Subscription Agreements
Starting on February 13, 2017 and through and including March 6, 2017, BioCorRx Inc., a Nevada corporation (the “Company”), entered into subscription agreements (the “Subscription Agreements”) with nine investors (the “Investors”), pursuant to which the Investors purchased shares of the Company’s common stock, par value $0.001 per share (the “Common Stock”). Seven of the Investors purchased a total of 27 million shares at a purchase price of $0.02 per share for a total of $540,000 invested. Two of the Investors purchased a total of 16,666,667 million shares at a purchase price of $0.024 per share for a total of $400,000 invested. In total, the Company issued 43,666,667 shares in exchange for $940,000.
The foregoing description of the Subscription Agreements does not purport to be complete and is subject to, and qualified in its entirety by, the full text of the form of Subscription Agreement, a copy of which is filed hereto as Exhibit 10.1 and incorporated herein by reference.
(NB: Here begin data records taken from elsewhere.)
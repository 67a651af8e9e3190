//! Greetings for members joining a voice channel.
//!
//! When a human moves into a voice channel the bot follows and plays:
//!
//! - a **welcome** if nobody else is there: `welcomes/<user_id>.mp3`, or
//!   `welcomes/default.mp3`
//! - an **introduction** to the members already there: `intros/<user_id>.mp3`,
//!   else a spoken "<name> has joined the chat", else `intros/default.mp3`
//!
//! Spoken introductions are kept in memory, one per user and name.

use std::{collections::HashMap, sync::Arc};

use log::{debug, error, info, warn};
use serenity::all::{ChannelId, GuildId, UserId};
use tokio::sync::Mutex;

use crate::{
    sounds::SoundLibrary,
    tts::{SpeechRequest, SpeechSynthesizer},
    utils::spoken_name,
    voice::{VoiceGateway, VoicePlayer, has_human_members},
};

/// The greeting chosen for a member.
#[derive(Debug, Clone, Copy, PartialEq, Eq)]
pub enum Greeting {
    Welcome,
    Introduction,
}

/// Plays welcomes and introductions.
pub struct Introducer<V: VoiceGateway, S: SpeechSynthesizer> {
    player: Arc<VoicePlayer<V>>,
    synthesizer: Arc<S>,
    sounds: Arc<SoundLibrary>,
    language_code: String,
    voice_name: String,
    /// Synthesized introductions by user, with the name they were spoken for
    spoken_intros: Mutex<HashMap<UserId, (String, Vec<u8>)>>,
}

impl<V: VoiceGateway, S: SpeechSynthesizer> Introducer<V, S> {
    pub fn new(
        player: Arc<VoicePlayer<V>>,
        synthesizer: Arc<S>,
        sounds: Arc<SoundLibrary>,
        language_code: &str,
        voice_name: &str,
    ) -> Self {
        Introducer {
            player,
            synthesizer,
            sounds,
            language_code: language_code.to_string(),
            voice_name: voice_name.to_string(),
            spoken_intros: Mutex::new(HashMap::new()),
        }
    }

    /// Greets a human who just moved into a channel.
    ///
    /// # Arguments
    ///
    /// * `guild_id` - The guild of the channel.
    /// * `channel_id` - The channel the member moved into.
    /// * `user_id` - The member.
    /// * `display_name` - Name of the member in the guild.
    ///
    /// # Returns
    ///
    /// The greeting played, `None` if nothing could be played.
    pub async fn greet(
        &self,
        guild_id: GuildId,
        channel_id: ChannelId,
        user_id: UserId,
        display_name: &str,
    ) -> Option<Greeting> {
        let members = match self
            .player
            .gateway()
            .list_voice_channel_members(guild_id, channel_id)
        {
            Ok(members) => members,
            Err(e) => {
                warn!("cannot greet {} in channel {}: {}", user_id, channel_id, e);
                return None;
            }
        };

        let (greeting, audio) = if has_human_members(&members, 2) {
            (Greeting::Introduction, self.introduction(user_id, display_name).await)
        } else {
            (Greeting::Welcome, self.sounds.welcome(user_id).await)
        };

        let Some(audio) = audio else {
            warn!("no {:?} sound for {}", greeting, user_id);
            return None;
        };

        info!("{:?} for {} in channel {}", greeting, display_name, channel_id);
        if let Err(e) = self.player.play_on_channel(guild_id, channel_id, audio).await {
            error!("failed to greet {} in channel {}: {}", user_id, channel_id, e);
            return None;
        }

        Some(greeting)
    }

    async fn introduction(&self, user_id: UserId, display_name: &str) -> Option<Vec<u8>> {
        if let Some(audio) = self.sounds.intro(user_id).await {
            return Some(audio);
        }

        let name = spoken_name(display_name);
        let cached = self
            .spoken_intros
            .lock()
            .await
            .get(&user_id)
            .filter(|(spoken_for, _)| *spoken_for == name)
            .map(|(_, audio)| audio.clone());
        if cached.is_some() {
            debug!("reusing spoken introduction of {}", user_id);
            return cached;
        }

        let request = SpeechRequest::new(
            &format!("{} has joined the chat", name),
            &self.language_code,
            &self.voice_name,
        );
        match self.synthesizer.synthesize(&request).await {
            Ok(audio) => {
                self.spoken_intros
                    .lock()
                    .await
                    .insert(user_id, (name, audio.clone()));
                Some(audio)
            }
            Err(e) => {
                warn!("failed to synthesize introduction of {}: {}", user_id, e);
                self.sounds.default_intro().await
            }
        }
    }
}
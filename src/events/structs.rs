//! Internal data structures for representing Diablo IV world events.
//!
//! The upstream API reports three recurring events. Each one is kept as its own
//! struct so the payload contract stays visible, and [`GameEvent`] gives the
//! scheduler a single tagged view over them.

use std::fmt;

use chrono::{DateTime, TimeDelta, Utc};
use log::warn;

/// Minutes between two Helltide rises.
///
/// The API only reports when the current Helltide started, the next one is
/// derived from this period.
pub const HELLTIDE_REFRESH_MINUTES: i64 = 135;

/// Zone codes used by the API for Helltides, with their spoken names.
const HELLTIDE_ZONE_NAMES: &[(&str, &str)] = &[
    ("frac", "Fractured Peaks"),
    ("scos", "Scosglen"),
    ("step", "Dry Steppes"),
    ("kehj", "Kehjistan"),
    ("hawe", "Hawezar"),
];

/// Name used when a Helltide zone code is not in [`HELLTIDE_ZONE_NAMES`].
const UNKNOWN_HELLTIDE_ZONE: &str = "Sanctuary";

/// The three kinds of recurring events.
///
/// The declaration order is the tie-break order when two alerts are due at
/// the same instant.
#[derive(Debug, Clone, Copy, PartialEq, Eq, Hash, PartialOrd, Ord)]
pub enum EventKind {
    /// World boss spawn
    Boss,
    /// Legion gathering
    Legion,
    /// Helltide rise
    Helltide,
}

impl EventKind {
    /// All kinds, in tie-break order.
    pub const ALL: [EventKind; 3] = [EventKind::Boss, EventKind::Legion, EventKind::Helltide];
}

impl fmt::Display for EventKind {
    fn fmt(&self, f: &mut fmt::Formatter) -> fmt::Result {
        let name = match self {
            EventKind::Boss => "boss",
            EventKind::Legion => "legion",
            EventKind::Helltide => "helltide",
        };
        write!(f, "{}", name)
    }
}

/// World boss as reported by the API.
#[derive(Debug, Clone, PartialEq, Eq)]
pub struct BossEvent {
    /// Name of the last boss
    pub name: String,
    /// Name of the next expected boss
    pub expected_name: String,
    /// Name of the boss after the next one
    pub next_expected_name: String,
    /// Last known spawn, Unix seconds
    pub timestamp: i64,
    /// Next expected spawn, Unix seconds
    pub expected: i64,
    /// Spawn after the next one, Unix seconds
    pub next_expected: i64,
    /// Territory of the spawn
    pub territory: String,
    /// Zone of the spawn
    pub zone: String,
}

/// Legion event as reported by the API.
#[derive(Debug, Clone, PartialEq, Eq)]
pub struct LegionEvent {
    /// Last known gathering, Unix seconds
    pub timestamp: i64,
    /// Next expected gathering, Unix seconds
    pub expected: i64,
    /// Gathering after the next one, Unix seconds
    pub next_expected: i64,
    /// Territory of the gathering
    pub territory: String,
    /// Zone of the gathering
    pub zone: String,
}

/// Helltide as reported by the API.
#[derive(Debug, Clone, PartialEq, Eq)]
pub struct HelltideEvent {
    /// Start of the current or last Helltide, Unix seconds
    pub timestamp: i64,
    /// Zone code, see [`helltide_zone_name`]
    pub zone: String,
    /// Next refresh of the chests, Unix seconds
    pub refresh: i64,
}

/// The triple of events returned by one API call.
#[derive(Debug, Clone, PartialEq, Eq)]
pub struct EventSnapshot {
    pub boss: BossEvent,
    pub legion: LegionEvent,
    pub helltide: HelltideEvent,
}

impl EventSnapshot {
    /// Returns a tagged view of the event of the given kind.
    pub fn event(&self, kind: EventKind) -> GameEvent<'_> {
        match kind {
            EventKind::Boss => GameEvent::Boss(&self.boss),
            EventKind::Legion => GameEvent::Legion(&self.legion),
            EventKind::Helltide => GameEvent::Helltide(&self.helltide),
        }
    }
}

impl fmt::Display for EventSnapshot {
    fn fmt(&self, f: &mut fmt::Formatter) -> fmt::Result {
        write!(
            f,
            "boss={}@{}/{}, legion={}/{}, helltide={}@{}",
            self.boss.expected_name,
            self.boss.timestamp,
            self.boss.expected,
            self.legion.timestamp,
            self.legion.expected,
            self.helltide.zone,
            self.helltide.timestamp
        )
    }
}

/// Borrowed view over one event of a snapshot.
///
/// Gives the scheduler uniform access to the event time, the identity of the
/// occurrence and the spoken text, whatever the kind.
#[derive(Debug, Clone, Copy)]
pub enum GameEvent<'a> {
    Boss(&'a BossEvent),
    Legion(&'a LegionEvent),
    Helltide(&'a HelltideEvent),
}

impl GameEvent<'_> {
    pub fn kind(&self) -> EventKind {
        match self {
            GameEvent::Boss(_) => EventKind::Boss,
            GameEvent::Legion(_) => EventKind::Legion,
            GameEvent::Helltide(_) => EventKind::Helltide,
        }
    }

    /// Computes when the next occurrence happens, as seen from `now`.
    ///
    /// The reported `timestamp` is used while it is still ahead of `now`. Once
    /// it has elapsed the next occurrence is `expected`, or for Helltides the
    /// timestamp plus [`HELLTIDE_REFRESH_MINUTES`].
    pub fn event_time(&self, now: DateTime<Utc>) -> DateTime<Utc> {
        let (timestamp, next) = match self {
            GameEvent::Boss(boss) => (from_unix(boss.timestamp), from_unix(boss.expected)),
            GameEvent::Legion(legion) => {
                (from_unix(legion.timestamp), from_unix(legion.expected))
            }
            GameEvent::Helltide(helltide) => {
                let timestamp = from_unix(helltide.timestamp);
                (timestamp, timestamp + TimeDelta::minutes(HELLTIDE_REFRESH_MINUTES))
            }
        };

        if timestamp < now { next } else { timestamp }
    }

    /// Returns `true` if both events describe the same occurrence.
    ///
    /// Bosses and Legions are identified by `timestamp` and `expected`,
    /// Helltides by `timestamp` alone.
    pub fn same_occurrence(&self, other: &GameEvent) -> bool {
        match (self, other) {
            (GameEvent::Boss(a), GameEvent::Boss(b)) => {
                a.timestamp == b.timestamp && a.expected == b.expected
            }
            (GameEvent::Legion(a), GameEvent::Legion(b)) => {
                a.timestamp == b.timestamp && a.expected == b.expected
            }
            (GameEvent::Helltide(a), GameEvent::Helltide(b)) => a.timestamp == b.timestamp,
            _ => false,
        }
    }

    /// Spoken text announcing the event, meant to be followed by the
    /// remaining time.
    pub fn alert_text(&self) -> String {
        match self {
            GameEvent::Boss(boss) => format!(
                "{} spawning in {} {} in",
                boss.expected_name, boss.territory, boss.zone
            ),
            GameEvent::Legion(legion) => format!(
                "Legions are gathering in {} {} in",
                legion.territory, legion.zone
            ),
            GameEvent::Helltide(helltide) => format!(
                "The Helltide will rise in {} in",
                helltide_zone_name(&helltide.zone)
            ),
        }
    }
}

/// Translates a Helltide zone code into its spoken name.
///
/// Unknown codes fall back to "Sanctuary".
pub fn helltide_zone_name(code: &str) -> &'static str {
    HELLTIDE_ZONE_NAMES
        .iter()
        .find(|(known, _)| *known == code)
        .map(|(_, name)| *name)
        .unwrap_or(UNKNOWN_HELLTIDE_ZONE)
}

fn from_unix(timestamp: i64) -> DateTime<Utc> {
    DateTime::from_timestamp(timestamp, 0).unwrap_or_else(|| {
        warn!("event timestamp {} is out of range, using the epoch", timestamp);
        DateTime::default()
    })
}
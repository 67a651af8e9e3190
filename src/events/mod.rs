//! Diablo IV world events integration and API client.
//!
//! This module fetches the recurring world events (world boss, Legion,
//! Helltide) from the third-party events API and exposes them as typed
//! snapshots for the alert scheduler.
//!
//! # Modules
//!
//! - `requester` - HTTP client for the events API
//! - `response_structs` - Internal data structures for API responses
//! - `structs` - Public data structures representing events and snapshots
//!
//! # Examples
//!
//! ```no_run
//! use crate::events::{EventRequester, EventsRequester};
//!
//! let requester = EventsRequester::new("https://d4armory.io/api/events/recent");
//! let snapshot = requester.fetch().await?;
//! ```

mod requester;
mod response_structs;
mod structs;

#[cfg(test)]
pub use crate::events::requester::MockEventRequester;
pub use crate::events::requester::{EventRequester, EventsRequester};
#[cfg(test)]
pub(crate) use crate::events::structs::tests::create_test_snapshot;
pub use crate::events::structs::{EventKind, EventSnapshot};

use thiserror::Error;

/// Errors that can occur while fetching events.
///
/// Every variant means "no update this cycle": the caller keeps the snapshot
/// it already has.
#[derive(Error, Debug)]
pub enum FetchError {
    /// The request could not be sent or the body could not be read.
    #[error("network error: {0}")]
    Network(#[from] reqwest::Error),

    /// The API answered with a non-success status code.
    #[error("unexpected HTTP status {0}")]
    Status(reqwest::StatusCode),

    /// The payload does not match the expected schema.
    #[error("invalid events payload: {0}")]
    Schema(#[from] serde_json::Error),
}
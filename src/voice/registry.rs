//! Registry of the voice channels receiving alerts.
//!
//! The configuration lists channel ids without their guild. The registry
//! learns the guild of each channel when the guild shows up on the gateway,
//! at startup or when the bot joins it. Entries are never removed.

use std::collections::{BTreeMap, HashSet};

use log::{debug, info, warn};
use serenity::all::{ChannelId, GuildId};
use tokio::sync::RwLock;

/// A channel of a guild as seen when scanning the guild.
#[derive(Debug, Clone, Copy, PartialEq, Eq)]
pub struct ScannedChannel {
    pub channel_id: ChannelId,
    /// `true` for voice and stage channels
    pub voice: bool,
}

/// Configured alert channels, with the guild each one belongs to.
///
/// # Examples
///
/// ```no_run
/// let registry = VoiceChannelRegistry::new(&[1088975077179150479]);
/// registry.scan_guild(guild.id, &scanned_channels).await;
///
/// for (guild_id, channel_id) in registry.channels().await {
///     println!("{} -> {}", guild_id, channel_id);
/// }
/// ```
pub struct VoiceChannelRegistry {
    /// Channel ids from the configuration
    configured: HashSet<ChannelId>,
    /// Registered channels with their guild
    registered: RwLock<BTreeMap<ChannelId, GuildId>>,
}

impl VoiceChannelRegistry {
    /// Creates an empty registry accepting the given channel ids.
    pub fn new(channel_ids: &[u64]) -> Self {
        VoiceChannelRegistry {
            configured: channel_ids
                .iter()
                .filter(|id| **id != 0)
                .map(|id| ChannelId::new(*id))
                .collect(),
            registered: RwLock::new(BTreeMap::new()),
        }
    }

    /// Registers the configured channels found in a guild.
    ///
    /// Channels already registered are left untouched, configured channels
    /// that are not voice channels are reported and skipped.
    ///
    /// # Returns
    ///
    /// The channels newly registered by this scan.
    pub async fn scan_guild(
        &self,
        guild_id: GuildId,
        channels: &[ScannedChannel],
    ) -> Vec<ChannelId> {
        let mut registered = self.registered.write().await;
        let mut added = Vec::new();

        for channel in channels {
            if !self.configured.contains(&channel.channel_id)
                || registered.contains_key(&channel.channel_id)
            {
                continue;
            }

            if !channel.voice {
                warn!(
                    "configured channel {} of guild {} is not a voice channel",
                    channel.channel_id, guild_id
                );
                continue;
            }

            info!(
                "registered voice channel {} of guild {}",
                channel.channel_id, guild_id
            );
            registered.insert(channel.channel_id, guild_id);
            added.push(channel.channel_id);
        }

        if added.is_empty() {
            debug!("no new alert channel in guild {}", guild_id);
        }

        added
    }

    /// Returns the guild of a registered channel.
    pub async fn guild_of(&self, channel_id: ChannelId) -> Option<GuildId> {
        self.registered.read().await.get(&channel_id).copied()
    }

    /// Returns `true` if the channel is registered.
    pub async fn contains(&self, channel_id: ChannelId) -> bool {
        self.registered.read().await.contains_key(&channel_id)
    }

    /// Returns every registered channel as `(guild, channel)`, ordered by channel id.
    pub async fn channels(&self) -> Vec<(GuildId, ChannelId)> {
        self.registered
            .read()
            .await
            .iter()
            .map(|(channel_id, guild_id)| (*guild_id, *channel_id))
            .collect()
    }
}
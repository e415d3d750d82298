//! Summary counts over the task list.

use crate::query::is_overdue;
use crate::task::Task;
use chrono::NaiveDate;
use serde::Serialize;

#[derive(Debug, Clone, Copy, PartialEq, Eq, Default, Serialize)]
pub struct TaskStats {
    pub total: usize,
    pub pending: usize,
    pub completed: usize,
    pub overdue: usize,
}

/// Single-pass aggregation. Pure function of (tasks, today); holds
/// `pending + completed == total` and `overdue <= pending` for any input.
pub fn task_stats(tasks: &[Task], today: NaiveDate) -> TaskStats {
    let mut stats = TaskStats {
        total: tasks.len(),
        ..TaskStats::default()
    };
    for t in tasks {
        if t.completed {
            stats.completed += 1;
        } else {
            stats.pending += 1;
            if is_overdue(t, today) {
                stats.overdue += 1;
            }
        }
    }
    stats
}
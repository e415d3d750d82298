//! TaskStore — the ordered task sequence and its persistence round-trip.
//!
//! The store is the single source of truth across process restarts. New
//! tasks go to the front (most recently created first); edits never move a
//! task; only creation and deletion change the sequence.

use crate::storage::Storage;
use crate::task::{Task, TaskDraft, TaskId};
use anyhow::{Context, Result};
use log::{debug, warn};

/// The single durable key holding the serialized task list.
pub const TASKS_KEY: &str = "tasks";

#[derive(Debug)]
pub struct TaskStore<S: Storage> {
    storage: S,
    tasks: Vec<Task>,
}

impl<S: Storage> TaskStore<S> {
    /// Load the persisted list. Absent, unreadable, or malformed data all
    /// fall back to an empty list; load never fails.
    pub fn load(storage: S) -> Self {
        let tasks = match storage.get(TASKS_KEY) {
            Ok(Some(bytes)) => match serde_json::from_slice(&bytes) {
                Ok(tasks) => tasks,
                Err(e) => {
                    warn!("stored task list is malformed, starting empty: {e}");
                    Vec::new()
                }
            },
            Ok(None) => Vec::new(),
            Err(e) => {
                warn!("could not read stored task list, starting empty: {e}");
                Vec::new()
            }
        };
        Self { storage, tasks }
    }

    /// Full ordered sequence, most recently created first.
    pub fn tasks(&self) -> &[Task] {
        &self.tasks
    }

    pub fn insert_front(&mut self, task: Task) {
        self.tasks.insert(0, task);
    }

    pub fn find_by_id(&self, id: TaskId) -> Option<&Task> {
        self.tasks.iter().find(|t| t.id == id)
    }

    /// Overwrite the editable fields of the matching task, keeping `id`,
    /// `completed`, and `created_at`. Returns false when `id` is unknown.
    pub fn replace(&mut self, id: TaskId, draft: &TaskDraft) -> bool {
        let Some(task) = self.tasks.iter_mut().find(|t| t.id == id) else {
            return false;
        };
        task.title = draft.title.clone();
        task.subject = draft.subject.clone();
        task.date = draft.date;
        task.priority = draft.priority;
        task.description = draft.description.clone();
        true
    }

    /// Flip `completed` on the matching task, returning the new value.
    /// `None` when `id` is unknown.
    pub fn toggle(&mut self, id: TaskId) -> Option<bool> {
        let task = self.tasks.iter_mut().find(|t| t.id == id)?;
        task.completed = !task.completed;
        Some(task.completed)
    }

    /// Returns false when `id` is unknown.
    pub fn remove_by_id(&mut self, id: TaskId) -> bool {
        let before = self.tasks.len();
        self.tasks.retain(|t| t.id != id);
        self.tasks.len() != before
    }

    /// Serialize the whole sequence and overwrite the durable key.
    pub fn persist(&mut self) -> Result<()> {
        let bytes = serde_json::to_vec(&self.tasks).context("serialize task list")?;
        self.storage.set(TASKS_KEY, &bytes)?;
        debug!("persisted {} tasks", self.tasks.len());
        Ok(())
    }
}
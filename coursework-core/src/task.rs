//! Task model for the coursework tracker.

use chrono::{DateTime, NaiveDate, Utc};
use serde::{Deserialize, Serialize};

/// Unique task identifier. Assigned from a monotonically increasing counter,
/// never reused.
pub type TaskId = u64;

#[derive(Debug, Clone, Copy, PartialEq, Eq, PartialOrd, Ord, Serialize, Deserialize)]
#[serde(rename_all = "lowercase")]
pub enum Priority {
    Low,
    Medium,
    High,
}

/// A single trackable assignment.
///
/// Wire names are camelCase so previously persisted blobs keep loading.
#[derive(Debug, Clone, PartialEq, Serialize, Deserialize)]
#[serde(rename_all = "camelCase")]
pub struct Task {
    pub id: TaskId,
    pub title: String,
    /// Course/category label.
    pub subject: String,
    /// Due date, calendar day only.
    pub date: NaiveDate,
    pub priority: Priority,
    #[serde(default)]
    pub description: String,
    pub completed: bool,
    /// Set once at creation, never changes afterwards.
    pub created_at: DateTime<Utc>,
}

impl Task {
    pub fn new(id: TaskId, draft: TaskDraft, created_at: DateTime<Utc>) -> Self {
        Self {
            id,
            title: draft.title,
            subject: draft.subject,
            date: draft.date,
            priority: draft.priority,
            description: draft.description,
            completed: false,
            created_at,
        }
    }
}

/// The editable field set shared by create and commit-edit.
#[derive(Debug, Clone, PartialEq, Serialize, Deserialize)]
pub struct TaskDraft {
    pub title: String,
    pub subject: String,
    pub date: NaiveDate,
    pub priority: Priority,
    pub description: String,
}

impl TaskDraft {
    pub fn new(
        title: impl Into<String>,
        subject: impl Into<String>,
        date: NaiveDate,
        priority: Priority,
    ) -> Self {
        Self {
            title: title.into(),
            subject: subject.into(),
            date,
            priority,
            description: String::new(),
        }
    }

    pub fn with_description(mut self, description: impl Into<String>) -> Self {
        self.description = description.into();
        self
    }
}

#[cfg(test)]
mod tests {
    use super::*;
    use chrono::TimeZone;

    #[test]
    fn new_task_starts_uncompleted() {
        let now = Utc.with_ymd_and_hms(2024, 6, 1, 12, 0, 0).unwrap();
        let date = NaiveDate::from_ymd_opt(2024, 6, 10).unwrap();
        let t = Task::new(1, TaskDraft::new("Essay", "Lit", date, Priority::High), now);

        assert!(!t.completed);
        assert_eq!(t.id, 1);
        assert_eq!(t.created_at, now);
        assert_eq!(t.description, "");
    }

    #[test]
    fn wire_format_matches_persisted_layout() {
        let now = Utc.with_ymd_and_hms(2024, 6, 1, 12, 0, 0).unwrap();
        let date = NaiveDate::from_ymd_opt(2024, 6, 10).unwrap();
        let t = Task::new(
            7,
            TaskDraft::new("Lab report", "Physics", date, Priority::Medium)
                .with_description("sections 1-3"),
            now,
        );

        let json = serde_json::to_value(&t).unwrap();
        assert_eq!(json["id"], 7);
        assert_eq!(json["date"], "2024-06-10");
        assert_eq!(json["priority"], "medium");
        assert_eq!(json["completed"], false);
        assert!(json["createdAt"].as_str().unwrap().starts_with("2024-06-01T12:00:00"));
    }

    #[test]
    fn description_defaults_when_missing_from_stored_record() {
        let json = r#"{
            "id": 3,
            "title": "Reading",
            "subject": "History",
            "date": "2024-05-01",
            "priority": "low",
            "completed": true,
            "createdAt": "2024-04-01T08:00:00Z"
        }"#;
        let t: Task = serde_json::from_str(json).unwrap();
        assert_eq!(t.description, "");
        assert!(t.completed);
    }
}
Amendment to Convertible Note Purchase Agreement Entered into with BICX Holding Company LLC
As previously disclosed, on June 14, 2016, the Company sold to BICX Holding Company LLC (“BICX Holding”) an 8% Senior Secured Convertible Promissory Note (the “Note”) in the principal amount of $2,500,000. BICX Holding is an entity controlled by Alpine Creek Capital Partners.
BICX Holding had the right, until December 10, 2016, to purchase another convertible note from the Company in a principal amount of up to $2,500,000 for a total aggregate purchase price of $5,000,000 (the “Maximum Purchase Price”). The Company and BICX Holding agreed to extend this deadline and, on March 3, 2017, the parties entered into a First Amendment to the Note (the “First Amendment”). Pursuant to the First Amendment, BIXC Holding invested another $1,660,000 for a total aggregate purchase price of $4,160,000. Based on the amount invested, BICX Holding will return the Note and the Company will issue BICX Holding a new note for $4,160,000 convertible into 42.43% of the Company’s total authorized common stock. The other terms of the new note will be identical to the Note. Pursuant to the First Amendment, the parties agreed that BICX Holding does not have the right to appoint a consultant or, if the Company’s common stock is listed on a national securities exchange, an independent member of the Board. In addition, the Company is not entitled to a break-up fee.
The new note is a long-term debt obligation that is material to the Company. The new note contains certain events of default and, in the event of default, BICX Holding may, at its option, consider the new note immediately due and payable.
The foregoing description of the First Amendment is qualified in its entirety by reference to the provisions of the First Amendment which is filed hereto as Exhibit 10.2 and which is incorporated herein by reference.